|Year : 2019 | Volume
| Issue : 3 | Page : 386-390
Evaluation of pulmonary infiltrate in febrile neutropenic patients of hematologic malignancies
Chandan K Das1, Ajay Gogia1, Lalit Kumar1, Atul Sharma1, Sanjay Thulkar2, Immaculata Xess3, Karan Madan3
1 Department of Medical Oncology, All India Institute of Medical Sciences, New Delhi, India
2 Department of Radiology, All India Institute of Medical Sciences, New Delhi, India
3 Department of Microbiology, All India Institute of Medical Sciences, New Delhi, India
|Date of Submission||18-Feb-2018|
|Date of Decision||19-May-2018|
|Date of Acceptance||21-Jun-2018|
|Date of Web Publication||04-Dec-2019|
Department of Medical Oncology, All India Institute of Medical Sciences, New Delhi
Source of Support: None, Conflict of Interest: None
Background: Pulmonary infection is the major risk during neutropenia induced by chemotherapy as well as stem cell transplantation. In spite of potent new-generation antifungal and broad-spectrum antibiotics, one-third of patients usually die from infectious complications. Early diagnosis and prompt administration of appropriate therapy improve the survival. Materials and Methods: We prospectively carried out the study to identify the infectious etiology of pulmonary infiltrates in febrile neutropenia patients by imaging and bronchoscopy. Bacterial culture, fungal culture, galactomannan and molecular diagnosis for pneumocystis, and other infectious agent were carried out in the bronchoalveolar lavage (BAL) fluid and blood. Results: A total of 27 patients were evaluated. Half of the patients belonged to acute leukemia (46%). We had a diagnostic yield of 65% with the most common isolates being Gram-negative bacteria and Aspergillus species. Conclusion: Gram-negative organisms were the predominant infectious agents of pulmonary infection. Our finding emphasizes the importance of BAL in evaluating pulmonary infiltrates in neutropenic patients with hematological malignancies.

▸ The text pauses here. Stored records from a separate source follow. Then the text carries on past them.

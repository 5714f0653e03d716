//! Typed cash register report, independent of any rendering target.
//!
//! Every value is already formatted for pt-BR; renderers only lay it out.

use chrono::{DateTime, FixedOffset, Utc};
use serde::{Deserialize, Serialize};

use crate::locale::{format_datetime, format_price, format_signed_price};
use crate::models::{payment_method_label, LedgerEntry, RegisterSession, RegisterSummary};

pub const REPORT_HEADING: &str = "=== RELATÓRIO DE CAIXA ===";
pub const OPEN_SESSION_LABEL: &str = "Em aberto";
pub const NO_MOVEMENTS_PLACEHOLDER: &str = "Nenhuma movimentação registrada";
pub const DISCLAIMER: &str = "Este não é um documento fiscal";

/// Fixed business identity printed in the header and footer.
#[derive(Serialize, Deserialize, Debug, Clone, PartialEq)]
#[serde(default)]
pub struct BusinessIdentity {
    pub name: String,
    pub subtitle: String,
    pub address_lines: Vec<String>,
    pub phone: String,
    pub cnpj: String,
    pub footer_title: String,
}

impl Default for BusinessIdentity {
    fn default() -> Self {
        Self {
            name: "ELITE AÇAÍ".to_string(),
            subtitle: "Relatório de Caixa".to_string(),
            address_lines: vec![
                "Rua Um, 1614-C".to_string(),
                "Residencial 1 - Cágado".to_string(),
            ],
            phone: "(85) 98904-1010".to_string(),
            cnpj: "38.130.139/0001-22".to_string(),
            footer_title: "Elite Açaí - Relatório de Caixa".to_string(),
        }
    }
}

impl BusinessIdentity {
    /// Small lines under the business name, in print order.
    pub fn detail_lines(&self) -> Vec<String> {
        let mut lines = Vec::with_capacity(self.address_lines.len() + 3);
        lines.push(self.subtitle.clone());
        lines.extend(self.address_lines.iter().cloned());
        lines.push(format!("Tel: {}", self.phone));
        lines.push(format!("CNPJ: {}", self.cnpj));
        lines
    }
}

#[derive(Serialize, Debug, Clone, PartialEq)]
pub struct SessionBlock {
    pub short_id: String,
    pub opened_at: String,
    pub closed_at: String,
    pub opening_amount: String,
    pub closing_amount: String,
}

#[derive(Serialize, Debug, Clone, PartialEq)]
pub struct AmountLine {
    pub label: &'static str,
    pub amount: String,
}

impl AmountLine {
    fn new(label: &'static str, value: f64) -> Self {
        Self {
            label,
            amount: format_price(value),
        }
    }
}

#[derive(Serialize, Debug, Clone, PartialEq)]
pub struct SummaryBlock {
    pub lines: Vec<AmountLine>,
    pub expected_balance: AmountLine,
    pub difference: AmountLine,
}

#[derive(Serialize, Debug, Clone, PartialEq)]
pub struct MovementRow {
    pub timestamp: String,
    pub kind_label: &'static str,
    pub description: String,
    pub signed_amount: String,
    pub payment_method: String,
}

#[derive(Serialize, Debug, Clone, PartialEq)]
pub struct FooterBlock {
    pub title: String,
    pub printed_at: String,
    pub disclaimer: &'static str,
}

#[derive(Serialize, Debug, Clone, PartialEq)]
pub struct CashReport {
    pub title: String,
    pub header: BusinessIdentity,
    pub session: SessionBlock,
    pub summary: SummaryBlock,
    pub movements: Vec<MovementRow>,
    pub footer: FooterBlock,
}

impl CashReport {
    pub fn has_movements(&self) -> bool {
        !self.movements.is_empty()
    }
}

pub struct CashReportBuilder<'a> {
    identity: &'a BusinessIdentity,
    offset: FixedOffset,
    printed_at: DateTime<Utc>,
}

impl<'a> CashReportBuilder<'a> {
    pub fn new(identity: &'a BusinessIdentity, offset: FixedOffset) -> Self {
        Self {
            identity,
            offset,
            printed_at: Utc::now(),
        }
    }

    pub fn printed_at(mut self, printed_at: DateTime<Utc>) -> Self {
        self.printed_at = printed_at;
        self
    }

    pub fn build(
        &self,
        register: &RegisterSession,
        summary: &RegisterSummary,
        entries: &[LedgerEntry],
    ) -> CashReport {
        let short_id = register.short_id();

        let session = SessionBlock {
            short_id: short_id.clone(),
            opened_at: self.datetime(&register.opened_at),
            closed_at: register
                .closed_at
                .as_ref()
                .map(|at| self.datetime(at))
                .unwrap_or_else(|| OPEN_SESSION_LABEL.to_string()),
            opening_amount: format_price(register.opening_amount.unwrap_or(0.0)),
            closing_amount: format_price(register.closing_amount.unwrap_or(0.0)),
        };

        let summary = SummaryBlock {
            lines: vec![
                AmountLine::new("Vendas PDV", summary.sales_total),
                AmountLine::new("Vendas Delivery", summary.delivery_total),
                AmountLine::new("Outras Entradas", summary.other_income_total),
                AmountLine::new("Saídas", summary.total_expense),
            ],
            expected_balance: AmountLine::new("Saldo Esperado", summary.expected_balance),
            difference: AmountLine::new("Diferença", register.difference.unwrap_or(0.0)),
        };

        let movements = entries
            .iter()
            .map(|entry| MovementRow {
                timestamp: self.datetime(&entry.created_at),
                kind_label: entry.kind.label(),
                description: entry.description.clone(),
                signed_amount: format_signed_price(entry.kind.sign(), entry.amount),
                payment_method: payment_method_label(&entry.payment_method).to_string(),
            })
            .collect();

        CashReport {
            title: format!("Relatório de Caixa #{}", short_id),
            header: self.identity.clone(),
            session,
            summary,
            movements,
            footer: FooterBlock {
                title: self.identity.footer_title.clone(),
                printed_at: self.datetime(&self.printed_at),
                disclaimer: DISCLAIMER,
            },
        }
    }

    fn datetime(&self, moment: &DateTime<Utc>) -> String {
        format_datetime(moment, &self.offset)
    }
}
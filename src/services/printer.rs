use std::fs::{self, File};
use std::io::{BufWriter, Write};
use std::path::{Path, PathBuf};
use std::process::Command;
use std::sync::{Arc, Mutex, PoisonError};
use std::time::{Duration, SystemTime};

use tokio::time::sleep;

use crate::app::{Notifier, PrintLog};
use crate::error::AppError;
use crate::receipt::{CashReport, HtmlRenderer, PrinterSettings, ResponsiveSizes};

pub const POPUP_BLOCKED_MESSAGE: &str = "Por favor, permita pop-ups para imprimir";
const ALERT_TITLE: &str = "Impressão bloqueada";

/// A document opened on a print surface, written once then printed.
pub trait PrintWindow: Send {
    fn write(&mut self, html: &str) -> Result<(), AppError>;
    /// Marks the document complete; nothing more is written after this.
    fn finish(&mut self) -> Result<(), AppError>;
    fn print(&mut self) -> Result<(), AppError>;
    fn close(&mut self);
}

pub trait PrintSurface: Send + Sync {
    /// Fails with `SurfaceBlocked` when no window can be created.
    fn open(&self, title: &str) -> Result<Box<dyn PrintWindow>, AppError>;
}

/// Writes each document to a spool directory and hands it to an external
/// print command, if one is configured.
pub struct SpoolSurface {
    dir: PathBuf,
    print_command: Option<String>,
    keep: usize,
}

const DEFAULT_KEEP: usize = 20;

impl SpoolSurface {
    pub fn new(dir: PathBuf, print_command: Option<String>) -> Self {
        Self {
            dir,
            print_command: print_command.filter(|cmd| !cmd.trim().is_empty()),
            keep: DEFAULT_KEEP,
        }
    }

    /// Caps how many printed documents stay in the spool directory when
    /// there is no print command to consume them.
    pub fn keep_last(mut self, keep: usize) -> Self {
        self.keep = keep;
        self
    }

    pub fn dir(&self) -> &Path {
        &self.dir
    }

    /// Removes the oldest spooled documents so that a new one fits the cap.
    fn prune(&self) {
        let Ok(entries) = fs::read_dir(&self.dir) else {
            return;
        };
        let mut documents: Vec<(SystemTime, PathBuf)> = entries
            .filter_map(|entry| entry.ok())
            .map(|entry| entry.path())
            .filter(|path| path.extension().is_some_and(|ext| ext == "html"))
            .filter_map(|path| {
                let modified = fs::metadata(&path).and_then(|m| m.modified()).ok()?;
                Some((modified, path))
            })
            .collect();
        if documents.len() < self.keep {
            return;
        }
        documents.sort();
        let excess = documents.len() + 1 - self.keep.max(1);
        for (_, path) in documents.into_iter().take(excess) {
            match fs::remove_file(&path) {
                Ok(()) => log::debug!("Pruned spool document {:?}", path),
                Err(e) => log::debug!("Could not prune {:?}: {}", path, e),
            }
        }
    }
}

fn file_stem(title: &str) -> String {
    title
        .chars()
        .map(|c| if c.is_ascii_alphanumeric() { c } else { '_' })
        .collect()
}

impl PrintSurface for SpoolSurface {
    fn open(&self, title: &str) -> Result<Box<dyn PrintWindow>, AppError> {
        fs::create_dir_all(&self.dir).map_err(|e| {
            AppError::SurfaceBlocked(format!("spool dir {:?}: {}", self.dir, e))
        })?;
        if self.print_command.is_none() {
            self.prune();
        }

        let path = self
            .dir
            .join(format!("{}-{}.html", file_stem(title), uuid::Uuid::new_v4()));
        let file = File::create(&path)
            .map_err(|e| AppError::SurfaceBlocked(format!("{:?}: {}", path, e)))?;
        log::debug!("Opened spool document {:?}", path);

        Ok(Box::new(SpoolWindow {
            path,
            writer: Some(BufWriter::new(file)),
            print_command: self.print_command.clone(),
            printed: false,
            handed_off: false,
            closed: false,
        }))
    }
}

struct SpoolWindow {
    path: PathBuf,
    writer: Option<BufWriter<File>>,
    print_command: Option<String>,
    printed: bool,
    handed_off: bool,
    closed: bool,
}

impl PrintWindow for SpoolWindow {
    fn write(&mut self, html: &str) -> Result<(), AppError> {
        let writer = self
            .writer
            .as_mut()
            .ok_or_else(|| AppError::Internal("document already finished".to_string()))?;
        writer.write_all(html.as_bytes())?;
        Ok(())
    }

    fn finish(&mut self) -> Result<(), AppError> {
        if let Some(mut writer) = self.writer.take() {
            writer.flush()?;
        }
        Ok(())
    }

    fn print(&mut self) -> Result<(), AppError> {
        let Some(command) = &self.print_command else {
            log::info!("Receipt spooled to {:?}", self.path);
            self.printed = true;
            return Ok(());
        };

        let mut parts = command.split_whitespace();
        let program = parts
            .next()
            .ok_or_else(|| AppError::PrinterError("empty print command".to_string()))?;
        let mut child = Command::new(program)
            .args(parts)
            .arg(&self.path)
            .spawn()
            .map_err(|e| AppError::PrinterError(format!("{}: {}", program, e)))?;
        log::info!("Sent {:?} to '{}'", self.path, program);

        self.handed_off = true;
        let path = self.path.clone();
        std::thread::spawn(move || {
            match child.wait() {
                Ok(status) if !status.success() => {
                    log::warn!("Print command exited with {} for {:?}", status, path)
                }
                Err(e) => log::warn!("Print command failed for {:?}: {}", path, e),
                _ => {}
            }
            let _ = fs::remove_file(&path);
        });
        Ok(())
    }

    fn close(&mut self) {
        if self.closed {
            return;
        }
        self.closed = true;
        self.writer = None;
        // A printed document without a print command is the output itself.
        if self.handed_off || self.printed {
            return;
        }
        if let Err(e) = fs::remove_file(&self.path) {
            log::debug!("Could not remove {:?}: {}", self.path, e);
        }
    }
}

impl Drop for SpoolWindow {
    fn drop(&mut self) {
        self.close();
    }
}

/// Renders a cash report, writes it to a fresh print window and prints it
/// after a settling delay.
pub struct ReceiptPrinter {
    surface: Arc<dyn PrintSurface>,
    notifier: Arc<dyn Notifier>,
    print_log: Arc<Mutex<PrintLog>>,
    renderer: HtmlRenderer,
    settle_delay: Duration,
}

impl ReceiptPrinter {
    pub fn new(
        surface: Arc<dyn PrintSurface>,
        notifier: Arc<dyn Notifier>,
        print_log: Arc<Mutex<PrintLog>>,
        settle_delay: Duration,
    ) -> Result<Self, AppError> {
        Ok(Self {
            surface,
            notifier,
            print_log,
            renderer: HtmlRenderer::new()?,
            settle_delay,
        })
    }

    pub fn print_log(&self) -> Arc<Mutex<PrintLog>> {
        self.print_log.clone()
    }

    pub fn render(&self, report: &CashReport, settings: &PrinterSettings) -> Result<String, AppError> {
        let sizes = ResponsiveSizes::compute(settings);
        self.renderer.render(report, settings.paper_width, &sizes)
    }

    pub async fn print(
        &self,
        report: &CashReport,
        settings: &PrinterSettings,
    ) -> Result<(), AppError> {
        let html = self.render(report, settings)?;

        let mut window = match self.surface.open(&report.title) {
            Ok(window) => window,
            Err(e) => {
                log::error!("Print surface unavailable: {}", e);
                self.notifier.alert(ALERT_TITLE, POPUP_BLOCKED_MESSAGE);
                self.record(&report.title, Err(&e));
                return Err(e);
            }
        };

        if let Err(e) = window.write(&html).and_then(|_| window.finish()) {
            window.close();
            self.record(&report.title, Err(&e));
            return Err(e);
        }

        sleep(self.settle_delay).await;

        let result = window.print();
        window.close();
        self.record(&report.title, result.as_ref().map(|_| ()));
        match &result {
            Ok(()) => {
                log::info!("{} printed ({})", report.title, settings.paper_width);
                self.notifier.info("Impressão", &report.title);
            }
            Err(e) => log::error!("{} failed to print: {}", report.title, e),
        }
        result
    }

    fn record(&self, title: &str, outcome: Result<(), &AppError>) {
        let mut log = self
            .print_log
            .lock()
            .unwrap_or_else(PoisonError::into_inner);
        match outcome {
            Ok(()) => log.add_success(title.to_string()),
            Err(e) => log.add_error(title.to_string(), e.to_string()),
        }
    }
}
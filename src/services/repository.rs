//! Store-scoped access to restaurant tables and their sales.
//!
//! `TableRepository` is the capability the panel talks to. `TableBackend`
//! is the raw storage surface (hosted REST service or in-memory), and
//! `StoreTableRepository` composes the two-step open/close operations on
//! top of it.

use std::sync::Arc;

use async_trait::async_trait;
use chrono::{DateTime, Utc};
use serde::Serialize;

use crate::error::AppError;
use crate::models::{RestaurantTable, SaleStatus, StoreId, TableSale, TableStatus};

pub const DEFAULT_OPERATOR_NAME: &str = "Operador";

#[async_trait]
pub trait TableRepository: Send + Sync {
    fn store(&self) -> StoreId;

    /// Active tables ordered by number, with their current sale joined.
    async fn fetch_tables(&self) -> Result<Vec<RestaurantTable>, AppError>;

    /// Creates a sale for a free table and marks the table occupied.
    async fn open_table(
        &self,
        table: &RestaurantTable,
        operator_name: &str,
    ) -> Result<TableSale, AppError>;

    /// Frees the table and closes its sale, if any.
    async fn close_table(&self, table: &RestaurantTable) -> Result<(), AppError>;
}

/// Row inserted when a table is opened.
#[derive(Serialize, Debug, Clone)]
pub struct NewSale {
    pub table_id: String,
    pub operator_name: String,
    pub customer_name: String,
    pub customer_count: u32,
    pub subtotal: f64,
    pub discount_amount: f64,
    pub total_amount: f64,
    pub status: SaleStatus,
    pub opened_at: DateTime<Utc>,
}

impl NewSale {
    pub fn for_table(table_id: &str, operator_name: &str, opened_at: DateTime<Utc>) -> Self {
        Self {
            table_id: table_id.to_string(),
            operator_name: operator_name.to_string(),
            customer_name: String::new(),
            customer_count: 1,
            subtotal: 0.0,
            discount_amount: 0.0,
            total_amount: 0.0,
            status: SaleStatus::Aberta,
            opened_at,
        }
    }
}

/// `current_sale_id` serializes as `null` when cleared.
#[derive(Serialize, Debug, Clone, PartialEq)]
pub struct TableUpdate {
    pub status: TableStatus,
    pub current_sale_id: Option<String>,
}

impl TableUpdate {
    pub fn occupied(sale_id: &str) -> Self {
        Self {
            status: TableStatus::Ocupada,
            current_sale_id: Some(sale_id.to_string()),
        }
    }

    pub fn freed() -> Self {
        Self {
            status: TableStatus::Livre,
            current_sale_id: None,
        }
    }
}

#[derive(Serialize, Debug, Clone, PartialEq)]
pub struct SaleUpdate {
    pub status: SaleStatus,
    pub closed_at: DateTime<Utc>,
}

impl SaleUpdate {
    pub fn closed(closed_at: DateTime<Utc>) -> Self {
        Self {
            status: SaleStatus::Fechada,
            closed_at,
        }
    }
}

#[async_trait]
pub trait TableBackend: Send + Sync {
    async fn select_active_tables(&self, store: StoreId)
        -> Result<Vec<RestaurantTable>, AppError>;

    async fn insert_sale(&self, store: StoreId, sale: &NewSale) -> Result<TableSale, AppError>;

    async fn update_table(
        &self,
        store: StoreId,
        table_id: &str,
        update: &TableUpdate,
    ) -> Result<(), AppError>;

    async fn update_sale(
        &self,
        store: StoreId,
        sale_id: &str,
        update: &SaleUpdate,
    ) -> Result<(), AppError>;
}

pub struct StoreTableRepository {
    store: StoreId,
    backend: Arc<dyn TableBackend>,
}

impl StoreTableRepository {
    pub fn new(store: StoreId, backend: Arc<dyn TableBackend>) -> Self {
        Self { store, backend }
    }
}

#[async_trait]
impl TableRepository for StoreTableRepository {
    fn store(&self) -> StoreId {
        self.store
    }

    async fn fetch_tables(&self) -> Result<Vec<RestaurantTable>, AppError> {
        self.backend.select_active_tables(self.store).await
    }

    async fn open_table(
        &self,
        table: &RestaurantTable,
        operator_name: &str,
    ) -> Result<TableSale, AppError> {
        if !table.status.is_free() {
            return Err(AppError::InvalidInput(format!(
                "Mesa {} não está livre",
                table.number
            )));
        }

        let sale = self
            .backend
            .insert_sale(self.store, &NewSale::for_table(&table.id, operator_name, Utc::now()))
            .await?;
        log::info!(
            "Store {}: sale {} created for table {}",
            self.store,
            sale.id,
            table.number
        );

        if let Err(e) = self
            .backend
            .update_table(self.store, &table.id, &TableUpdate::occupied(&sale.id))
            .await
        {
            log::warn!(
                "Store {}: table {} update failed after sale {} was created: {}",
                self.store,
                table.number,
                sale.id,
                e
            );
            // Compensate so the orphan sale does not stay open.
            if let Err(ce) = self
                .backend
                .update_sale(self.store, &sale.id, &SaleUpdate::closed(Utc::now()))
                .await
            {
                log::error!(
                    "Store {}: orphan sale {} could not be closed: {}",
                    self.store,
                    sale.id,
                    ce
                );
            }
            return Err(e);
        }

        Ok(sale)
    }

    async fn close_table(&self, table: &RestaurantTable) -> Result<(), AppError> {
        if table.status.is_free() {
            return Err(AppError::InvalidInput(format!(
                "Mesa {} já está livre",
                table.number
            )));
        }

        let table_result = self
            .backend
            .update_table(self.store, &table.id, &TableUpdate::freed())
            .await;

        let sale_result = match &table.current_sale_id {
            Some(sale_id) => {
                self.backend
                    .update_sale(self.store, sale_id, &SaleUpdate::closed(Utc::now()))
                    .await
            }
            None => Ok(()),
        };

        match (table_result, sale_result) {
            (Ok(()), Ok(())) => {
                log::info!("Store {}: table {} closed", self.store, table.number);
                Ok(())
            }
            (Err(e), Ok(())) => Err(e),
            (Ok(()), Err(e)) => {
                log::warn!(
                    "Store {}: table {} freed but its sale was not closed: {}",
                    self.store,
                    table.number,
                    e
                );
                Err(AppError::Backend(format!(
                    "mesa liberada, mas a venda não foi fechada: {}",
                    e
                )))
            }
            (Err(table_err), Err(sale_err)) => Err(AppError::Backend(format!(
                "{}; {}",
                table_err, sale_err
            ))),
        }
    }
}
use std::collections::HashMap;
use std::sync::{Arc, Mutex, PoisonError};
use std::time::Duration;

use chrono::FixedOffset;

use crate::error::AppError;
use crate::models::{ReceiptRequest, StoreId};
use crate::receipt::{BusinessIdentity, PrinterSettings, SettingsProvider};
use crate::services::{AutoPrintGuard, CashRegisterPrintView, ReceiptPrinter, TablePanel};

struct MountedView {
    view: Arc<CashRegisterPrintView>,
    _auto_print: AutoPrintGuard,
}

/// Everything the HTTP handlers share.
pub struct AppState {
    panels: HashMap<StoreId, Arc<TablePanel>>,
    printer: Arc<ReceiptPrinter>,
    settings: Arc<dyn SettingsProvider>,
    identity: BusinessIdentity,
    offset: FixedOffset,
    auto_print_delay: Duration,
    mounted: Mutex<Option<MountedView>>,
}

impl AppState {
    pub fn new(
        panels: Vec<Arc<TablePanel>>,
        printer: Arc<ReceiptPrinter>,
        settings: Arc<dyn SettingsProvider>,
        identity: BusinessIdentity,
        offset: FixedOffset,
        auto_print_delay: Duration,
    ) -> Self {
        Self {
            panels: panels
                .into_iter()
                .map(|panel| (panel.store(), panel))
                .collect(),
            printer,
            settings,
            identity,
            offset,
            auto_print_delay,
            mounted: Mutex::new(None),
        }
    }

    pub fn panel(&self, store: StoreId) -> Result<Arc<TablePanel>, AppError> {
        self.panels
            .get(&store)
            .cloned()
            .ok_or_else(|| AppError::NotFound(format!("Loja {}", store)))
    }

    pub fn printer(&self) -> Arc<ReceiptPrinter> {
        self.printer.clone()
    }

    pub fn auto_print_delay(&self) -> Duration {
        self.auto_print_delay
    }

    pub fn printer_settings(&self) -> PrinterSettings {
        self.settings.printer_settings()
    }

    pub fn print_view(&self, request: ReceiptRequest) -> CashRegisterPrintView {
        CashRegisterPrintView::new(
            request,
            self.printer_settings(),
            self.identity.clone(),
            self.offset,
        )
    }

    /// Shows a new print view, replacing (and tearing down) any previous one.
    /// Must be called from within the runtime.
    pub fn mount_view(&self, request: ReceiptRequest) -> Arc<CashRegisterPrintView> {
        let view = Arc::new(self.print_view(request));
        let guard = view
            .clone()
            .mount(self.printer.clone(), self.auto_print_delay);

        let previous = self
            .mounted
            .lock()
            .unwrap_or_else(PoisonError::into_inner)
            .replace(MountedView {
                view: view.clone(),
                _auto_print: guard,
            });
        if previous.is_some() {
            log::debug!("Replaced mounted print view");
        }
        view
    }

    pub fn unmount_view(&self) -> bool {
        self.mounted
            .lock()
            .unwrap_or_else(PoisonError::into_inner)
            .take()
            .is_some()
    }

    pub fn mounted_view(&self) -> Option<Arc<CashRegisterPrintView>> {
        self.mounted
            .lock()
            .unwrap_or_else(PoisonError::into_inner)
            .as_ref()
            .map(|mounted| mounted.view.clone())
    }
}
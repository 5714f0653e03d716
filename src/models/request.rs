use serde::{Deserialize, Serialize};

use super::payment::PaymentMethod;
use super::register::{LedgerEntry, RegisterSession, RegisterSummary};
use super::table::{StatusFilter, TableFilter};
use crate::error::AppError;

/// Everything the cash register report needs, already fetched by the caller.
#[derive(Serialize, Deserialize, Debug, Clone)]
pub struct ReceiptRequest {
    pub register: RegisterSession,
    #[serde(default)]
    pub summary: RegisterSummary,
    #[serde(default)]
    pub entries: Vec<LedgerEntry>,
}

#[derive(Serialize, Deserialize, Debug, Clone, Default)]
pub struct TableQuery {
    #[serde(default)]
    pub search: Option<String>,
    #[serde(default)]
    pub status: Option<String>,
}

impl TableQuery {
    pub fn to_filter(&self) -> Result<TableFilter, AppError> {
        let status = match self.status.as_deref() {
            Some(raw) => raw.parse::<StatusFilter>().map_err(AppError::InvalidInput)?,
            None => StatusFilter::All,
        };
        Ok(TableFilter::new(
            self.search.clone().unwrap_or_default(),
            status,
        ))
    }
}

#[derive(Serialize, Deserialize, Debug, Clone, Default)]
pub struct OpenTableRequest {
    #[serde(default)]
    pub operator_name: Option<String>,
}

#[derive(Serialize, Deserialize, Debug, Clone)]
pub struct QuantityUpdate {
    pub quantity: i64,
}

/// Partial update of the sale session form; absent fields are left alone.
#[derive(Serialize, Deserialize, Debug, Clone, Default)]
pub struct CustomerUpdate {
    #[serde(default)]
    pub customer_name: Option<String>,
    #[serde(default)]
    pub customer_count: Option<u32>,
    #[serde(default)]
    pub payment_method: Option<PaymentMethod>,
    #[serde(default)]
    pub change_amount: Option<f64>,
    #[serde(default)]
    pub notes: Option<String>,
}
//! Local bridge for the PDV front-end: cash register report printing and
//! the per-store table session panel.

pub mod app;
pub mod error;
pub mod handlers;
pub mod locale;
pub mod models;
pub mod receipt;
pub mod routes;
pub mod server;
pub mod services;
pub mod state;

Keywords: Hematological malignancies, infection, pulmonary infiltrate
|How to cite this article:|
Das CK, Gogia A, Kumar L, Sharma A, Thulkar S, Xess I, Madan K. Evaluation of pulmonary infiltrate in febrile neutropenic patients of hematologic malignancies. Indian J Med Paediatr Oncol 2019;40:386-90
|How to cite this URL:|
Das CK, Gogia A, Kumar L, Sharma A, Thulkar S, Xess I, Madan K. Evaluation of pulmonary infiltrate in febrile neutropenic patients of hematologic malignancies. Indian J Med Paediatr Oncol [serial online] 2019 [cited 2020 Aug 5];40:386-90. Available from: http://www.ijmpo.org/text.asp?2019/40/3/386/272261
| Introduction|| |
Pulmonary infections represent the most common and dreaded infectious complications occurring during neutropenia phase of patients with cancer. The incidence of pneumonia in high-risk patients (e.g., patients with acute leukemia or stem cell transplant [SCT]) is 17%–24%., In spite of potent mold-active antifungal as well as broad-spectrum antibiotic therapy, the clinical response is 60%–65%, whereas the infection-related fatality rate in these patients may be as high as 38%. Thus, pulmonary infections are associated with a significant prognostic deterioration in patients with cancer. The Gram-positive organism is the predominant etiologies isolated. The attributed mortality is high, particularly in patients affected by an invasive pulmonary mycosis. In patients with invasive pulmonary aspergillosis, the survival rates had been decimal (10%) in patients undergoing SCT. Early detection of pulmonary infiltrates has been demonstrated to improve the outcome of (prompt) systemic antifungal treatment. Much effort has been made during the past 15 years to optimize diagnostic procedures to provide an early diagnosis of lung infections in patients with malignancies. We carried out the study to determine the etiology of pulmonary infiltrates in febrile neutropenia episodes and correlate the radiological appearance of pulmonary infection and microbiologically documented infection of febrile neutropenia.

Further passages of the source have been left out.